(WORKING DATA Opens)
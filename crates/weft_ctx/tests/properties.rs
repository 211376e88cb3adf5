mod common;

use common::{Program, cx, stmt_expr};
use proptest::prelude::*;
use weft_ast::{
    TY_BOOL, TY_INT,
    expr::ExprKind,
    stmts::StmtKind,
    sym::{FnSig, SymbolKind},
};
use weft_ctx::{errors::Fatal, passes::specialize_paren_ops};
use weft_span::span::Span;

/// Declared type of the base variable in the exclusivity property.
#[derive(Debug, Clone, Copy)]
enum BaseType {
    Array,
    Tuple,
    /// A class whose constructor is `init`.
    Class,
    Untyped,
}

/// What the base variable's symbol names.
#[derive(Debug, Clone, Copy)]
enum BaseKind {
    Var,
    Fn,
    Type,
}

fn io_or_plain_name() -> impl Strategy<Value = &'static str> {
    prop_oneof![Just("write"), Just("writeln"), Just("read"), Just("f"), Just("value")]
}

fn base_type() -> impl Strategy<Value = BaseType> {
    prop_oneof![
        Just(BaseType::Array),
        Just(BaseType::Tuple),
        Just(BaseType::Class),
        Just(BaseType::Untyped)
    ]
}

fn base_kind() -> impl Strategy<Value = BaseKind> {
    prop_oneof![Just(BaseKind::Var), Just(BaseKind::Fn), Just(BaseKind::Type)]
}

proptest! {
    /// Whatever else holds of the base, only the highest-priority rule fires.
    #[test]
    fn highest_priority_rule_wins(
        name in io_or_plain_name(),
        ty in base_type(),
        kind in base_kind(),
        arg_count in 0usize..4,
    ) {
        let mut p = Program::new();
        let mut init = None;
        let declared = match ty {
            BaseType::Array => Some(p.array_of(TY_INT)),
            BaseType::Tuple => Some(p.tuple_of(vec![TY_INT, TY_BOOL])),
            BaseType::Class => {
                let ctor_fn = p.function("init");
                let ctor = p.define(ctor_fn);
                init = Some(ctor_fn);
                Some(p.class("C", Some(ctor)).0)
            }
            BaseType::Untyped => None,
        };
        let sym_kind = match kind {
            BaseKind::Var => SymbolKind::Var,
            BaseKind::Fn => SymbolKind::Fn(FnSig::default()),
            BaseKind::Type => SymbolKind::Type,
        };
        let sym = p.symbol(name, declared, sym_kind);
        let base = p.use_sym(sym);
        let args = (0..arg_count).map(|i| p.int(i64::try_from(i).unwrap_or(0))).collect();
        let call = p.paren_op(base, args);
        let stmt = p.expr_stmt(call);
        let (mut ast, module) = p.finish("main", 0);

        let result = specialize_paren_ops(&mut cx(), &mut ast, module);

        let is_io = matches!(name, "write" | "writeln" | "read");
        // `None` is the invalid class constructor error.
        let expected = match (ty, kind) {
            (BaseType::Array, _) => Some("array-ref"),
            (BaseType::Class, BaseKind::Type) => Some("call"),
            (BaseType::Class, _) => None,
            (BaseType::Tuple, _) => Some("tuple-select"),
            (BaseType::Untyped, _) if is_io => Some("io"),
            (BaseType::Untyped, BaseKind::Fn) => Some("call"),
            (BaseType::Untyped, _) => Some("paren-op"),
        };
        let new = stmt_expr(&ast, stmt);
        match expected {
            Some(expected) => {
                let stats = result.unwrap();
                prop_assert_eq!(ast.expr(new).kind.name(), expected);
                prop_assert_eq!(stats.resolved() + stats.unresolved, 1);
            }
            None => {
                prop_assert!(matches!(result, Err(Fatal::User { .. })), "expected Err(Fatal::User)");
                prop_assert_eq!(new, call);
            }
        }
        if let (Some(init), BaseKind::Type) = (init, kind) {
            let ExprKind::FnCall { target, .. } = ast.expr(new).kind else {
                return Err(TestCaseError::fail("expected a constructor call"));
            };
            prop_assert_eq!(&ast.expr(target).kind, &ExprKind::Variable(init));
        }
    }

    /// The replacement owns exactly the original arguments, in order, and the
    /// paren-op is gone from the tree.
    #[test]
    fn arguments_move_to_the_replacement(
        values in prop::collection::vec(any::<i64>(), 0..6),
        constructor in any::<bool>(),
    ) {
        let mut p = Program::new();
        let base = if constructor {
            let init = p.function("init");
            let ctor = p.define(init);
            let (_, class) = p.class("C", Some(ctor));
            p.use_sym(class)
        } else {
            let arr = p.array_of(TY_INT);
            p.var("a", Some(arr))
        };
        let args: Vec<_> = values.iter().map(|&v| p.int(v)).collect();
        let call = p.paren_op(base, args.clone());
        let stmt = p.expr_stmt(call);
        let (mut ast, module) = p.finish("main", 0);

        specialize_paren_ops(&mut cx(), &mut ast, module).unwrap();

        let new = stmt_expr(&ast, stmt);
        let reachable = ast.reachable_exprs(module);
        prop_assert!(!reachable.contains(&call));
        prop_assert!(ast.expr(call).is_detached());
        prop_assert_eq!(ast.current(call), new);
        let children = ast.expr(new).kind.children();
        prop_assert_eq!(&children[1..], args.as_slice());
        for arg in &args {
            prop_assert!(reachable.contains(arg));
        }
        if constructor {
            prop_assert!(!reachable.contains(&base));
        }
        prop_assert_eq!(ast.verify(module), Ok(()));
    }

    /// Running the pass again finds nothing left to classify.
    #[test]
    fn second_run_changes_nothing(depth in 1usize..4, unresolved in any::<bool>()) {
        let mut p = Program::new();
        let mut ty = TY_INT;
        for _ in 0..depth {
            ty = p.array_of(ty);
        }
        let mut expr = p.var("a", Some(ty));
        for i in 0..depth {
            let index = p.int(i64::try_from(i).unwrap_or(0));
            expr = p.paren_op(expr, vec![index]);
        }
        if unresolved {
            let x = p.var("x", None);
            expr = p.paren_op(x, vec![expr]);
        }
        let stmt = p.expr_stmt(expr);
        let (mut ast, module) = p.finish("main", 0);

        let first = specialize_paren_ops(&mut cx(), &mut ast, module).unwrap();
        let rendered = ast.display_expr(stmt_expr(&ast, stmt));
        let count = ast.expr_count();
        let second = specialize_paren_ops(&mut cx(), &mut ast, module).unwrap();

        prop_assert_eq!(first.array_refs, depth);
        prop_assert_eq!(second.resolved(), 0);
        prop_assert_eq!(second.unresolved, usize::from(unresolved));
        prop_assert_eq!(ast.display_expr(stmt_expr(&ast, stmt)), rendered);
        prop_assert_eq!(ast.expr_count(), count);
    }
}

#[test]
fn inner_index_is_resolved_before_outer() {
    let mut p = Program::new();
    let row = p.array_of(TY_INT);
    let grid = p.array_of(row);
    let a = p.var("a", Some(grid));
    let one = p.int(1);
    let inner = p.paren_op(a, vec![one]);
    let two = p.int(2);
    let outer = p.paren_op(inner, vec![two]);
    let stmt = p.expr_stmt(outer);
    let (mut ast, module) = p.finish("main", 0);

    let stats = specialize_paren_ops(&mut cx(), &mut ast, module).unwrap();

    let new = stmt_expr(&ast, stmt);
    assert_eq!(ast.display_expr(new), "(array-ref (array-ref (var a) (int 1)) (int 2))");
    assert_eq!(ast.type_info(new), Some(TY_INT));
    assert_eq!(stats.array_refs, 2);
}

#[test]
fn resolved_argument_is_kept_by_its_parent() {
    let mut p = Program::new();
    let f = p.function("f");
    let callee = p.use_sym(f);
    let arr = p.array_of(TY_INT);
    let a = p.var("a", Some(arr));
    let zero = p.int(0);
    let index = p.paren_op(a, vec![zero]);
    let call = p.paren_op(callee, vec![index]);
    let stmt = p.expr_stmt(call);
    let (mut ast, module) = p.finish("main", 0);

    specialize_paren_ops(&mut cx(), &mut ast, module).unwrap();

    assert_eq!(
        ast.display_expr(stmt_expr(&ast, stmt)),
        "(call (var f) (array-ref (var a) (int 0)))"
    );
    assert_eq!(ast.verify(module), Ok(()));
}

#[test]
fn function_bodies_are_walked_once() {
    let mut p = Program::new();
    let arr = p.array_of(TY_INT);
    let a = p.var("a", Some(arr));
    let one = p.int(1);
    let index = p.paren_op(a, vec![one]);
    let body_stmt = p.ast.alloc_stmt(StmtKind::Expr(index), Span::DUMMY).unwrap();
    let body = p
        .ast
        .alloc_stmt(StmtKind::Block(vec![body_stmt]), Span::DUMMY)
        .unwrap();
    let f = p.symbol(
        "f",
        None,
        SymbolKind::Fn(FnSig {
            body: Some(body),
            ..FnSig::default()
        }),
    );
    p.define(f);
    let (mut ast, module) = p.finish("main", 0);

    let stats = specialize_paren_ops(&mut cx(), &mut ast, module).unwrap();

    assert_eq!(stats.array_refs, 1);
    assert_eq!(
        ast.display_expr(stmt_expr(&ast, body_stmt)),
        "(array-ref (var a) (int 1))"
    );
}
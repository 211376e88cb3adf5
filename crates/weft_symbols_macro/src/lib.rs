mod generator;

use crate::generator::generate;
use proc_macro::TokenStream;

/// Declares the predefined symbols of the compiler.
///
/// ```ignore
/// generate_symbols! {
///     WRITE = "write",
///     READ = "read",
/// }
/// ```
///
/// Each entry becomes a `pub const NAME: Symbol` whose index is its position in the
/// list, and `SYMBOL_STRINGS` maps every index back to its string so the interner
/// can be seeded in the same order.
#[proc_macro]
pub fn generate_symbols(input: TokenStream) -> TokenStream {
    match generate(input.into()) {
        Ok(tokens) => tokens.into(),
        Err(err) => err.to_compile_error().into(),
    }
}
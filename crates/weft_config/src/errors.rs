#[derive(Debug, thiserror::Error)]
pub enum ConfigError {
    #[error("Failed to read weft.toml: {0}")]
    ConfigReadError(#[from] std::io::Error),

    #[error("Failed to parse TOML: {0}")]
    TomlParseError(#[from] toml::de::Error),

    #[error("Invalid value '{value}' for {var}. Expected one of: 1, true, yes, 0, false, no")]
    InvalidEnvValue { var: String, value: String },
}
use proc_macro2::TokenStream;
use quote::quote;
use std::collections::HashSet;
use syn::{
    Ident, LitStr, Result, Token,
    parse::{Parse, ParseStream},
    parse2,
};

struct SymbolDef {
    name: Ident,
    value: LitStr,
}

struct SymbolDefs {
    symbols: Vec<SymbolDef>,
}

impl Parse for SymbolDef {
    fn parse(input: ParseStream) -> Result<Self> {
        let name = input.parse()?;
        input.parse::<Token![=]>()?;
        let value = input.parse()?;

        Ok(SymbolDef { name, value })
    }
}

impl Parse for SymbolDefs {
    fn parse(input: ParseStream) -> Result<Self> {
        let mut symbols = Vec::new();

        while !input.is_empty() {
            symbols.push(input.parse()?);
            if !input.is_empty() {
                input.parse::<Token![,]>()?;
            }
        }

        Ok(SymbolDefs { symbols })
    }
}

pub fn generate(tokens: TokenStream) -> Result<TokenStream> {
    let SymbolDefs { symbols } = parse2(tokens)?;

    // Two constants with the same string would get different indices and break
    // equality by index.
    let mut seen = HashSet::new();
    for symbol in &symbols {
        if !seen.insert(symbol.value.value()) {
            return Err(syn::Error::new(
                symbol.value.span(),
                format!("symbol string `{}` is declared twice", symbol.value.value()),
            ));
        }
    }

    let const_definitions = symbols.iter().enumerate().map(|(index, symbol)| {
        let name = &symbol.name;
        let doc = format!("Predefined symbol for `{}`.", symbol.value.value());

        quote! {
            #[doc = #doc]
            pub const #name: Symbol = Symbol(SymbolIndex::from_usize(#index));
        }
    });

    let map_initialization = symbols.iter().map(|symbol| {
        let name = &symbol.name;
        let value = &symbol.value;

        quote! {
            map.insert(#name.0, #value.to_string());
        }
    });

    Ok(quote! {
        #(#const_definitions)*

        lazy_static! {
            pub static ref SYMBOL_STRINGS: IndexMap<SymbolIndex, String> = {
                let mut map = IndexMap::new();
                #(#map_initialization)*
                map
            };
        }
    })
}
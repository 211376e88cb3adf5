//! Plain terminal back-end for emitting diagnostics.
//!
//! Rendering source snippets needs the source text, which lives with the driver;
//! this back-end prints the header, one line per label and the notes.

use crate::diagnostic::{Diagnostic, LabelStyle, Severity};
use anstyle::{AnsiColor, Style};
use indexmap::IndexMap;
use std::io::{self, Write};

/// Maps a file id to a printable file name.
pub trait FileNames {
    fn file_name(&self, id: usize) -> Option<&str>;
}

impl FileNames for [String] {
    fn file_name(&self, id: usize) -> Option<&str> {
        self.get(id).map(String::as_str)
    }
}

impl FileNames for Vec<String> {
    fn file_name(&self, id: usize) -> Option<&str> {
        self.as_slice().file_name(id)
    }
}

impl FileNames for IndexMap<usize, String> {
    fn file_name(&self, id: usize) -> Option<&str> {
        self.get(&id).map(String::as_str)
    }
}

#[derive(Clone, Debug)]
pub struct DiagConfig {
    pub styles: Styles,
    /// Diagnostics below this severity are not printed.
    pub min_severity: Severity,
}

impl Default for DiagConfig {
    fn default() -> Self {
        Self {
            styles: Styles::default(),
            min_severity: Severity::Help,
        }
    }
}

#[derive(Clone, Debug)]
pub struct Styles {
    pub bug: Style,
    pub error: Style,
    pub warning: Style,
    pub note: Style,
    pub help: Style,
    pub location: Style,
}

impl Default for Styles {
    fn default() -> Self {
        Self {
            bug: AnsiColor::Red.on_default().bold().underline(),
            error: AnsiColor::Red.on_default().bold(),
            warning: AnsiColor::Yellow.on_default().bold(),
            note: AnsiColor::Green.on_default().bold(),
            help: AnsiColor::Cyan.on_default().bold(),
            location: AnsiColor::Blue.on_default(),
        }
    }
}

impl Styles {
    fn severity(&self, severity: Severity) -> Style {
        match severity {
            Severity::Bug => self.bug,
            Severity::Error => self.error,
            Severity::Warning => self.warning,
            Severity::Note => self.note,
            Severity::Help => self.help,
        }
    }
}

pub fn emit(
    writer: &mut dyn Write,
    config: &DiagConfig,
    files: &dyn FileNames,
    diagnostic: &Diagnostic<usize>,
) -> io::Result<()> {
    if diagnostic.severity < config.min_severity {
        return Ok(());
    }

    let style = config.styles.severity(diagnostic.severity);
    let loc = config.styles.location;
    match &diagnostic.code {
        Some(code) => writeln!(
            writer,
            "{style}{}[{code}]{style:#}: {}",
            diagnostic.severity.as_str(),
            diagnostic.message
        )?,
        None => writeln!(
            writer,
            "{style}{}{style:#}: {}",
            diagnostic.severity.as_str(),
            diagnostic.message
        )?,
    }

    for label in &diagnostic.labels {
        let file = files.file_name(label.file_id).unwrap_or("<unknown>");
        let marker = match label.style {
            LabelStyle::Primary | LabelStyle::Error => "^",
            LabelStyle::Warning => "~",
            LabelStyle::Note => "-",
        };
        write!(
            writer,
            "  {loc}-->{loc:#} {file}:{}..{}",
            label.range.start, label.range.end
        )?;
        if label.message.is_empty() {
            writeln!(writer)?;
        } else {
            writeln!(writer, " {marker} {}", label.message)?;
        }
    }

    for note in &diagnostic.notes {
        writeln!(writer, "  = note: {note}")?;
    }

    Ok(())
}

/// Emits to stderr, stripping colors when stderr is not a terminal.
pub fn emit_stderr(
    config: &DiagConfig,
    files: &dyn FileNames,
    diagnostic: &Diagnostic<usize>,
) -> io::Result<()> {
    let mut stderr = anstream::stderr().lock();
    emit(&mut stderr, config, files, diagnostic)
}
(WORKING DATA Closes)
■ **BRIEF**
For the string "callee", return every line of the data where it appears.

■ **TASK SOLUTION**
    let callee = p.use_sym(f);
    let call = p.paren_op(callee, vec![index]);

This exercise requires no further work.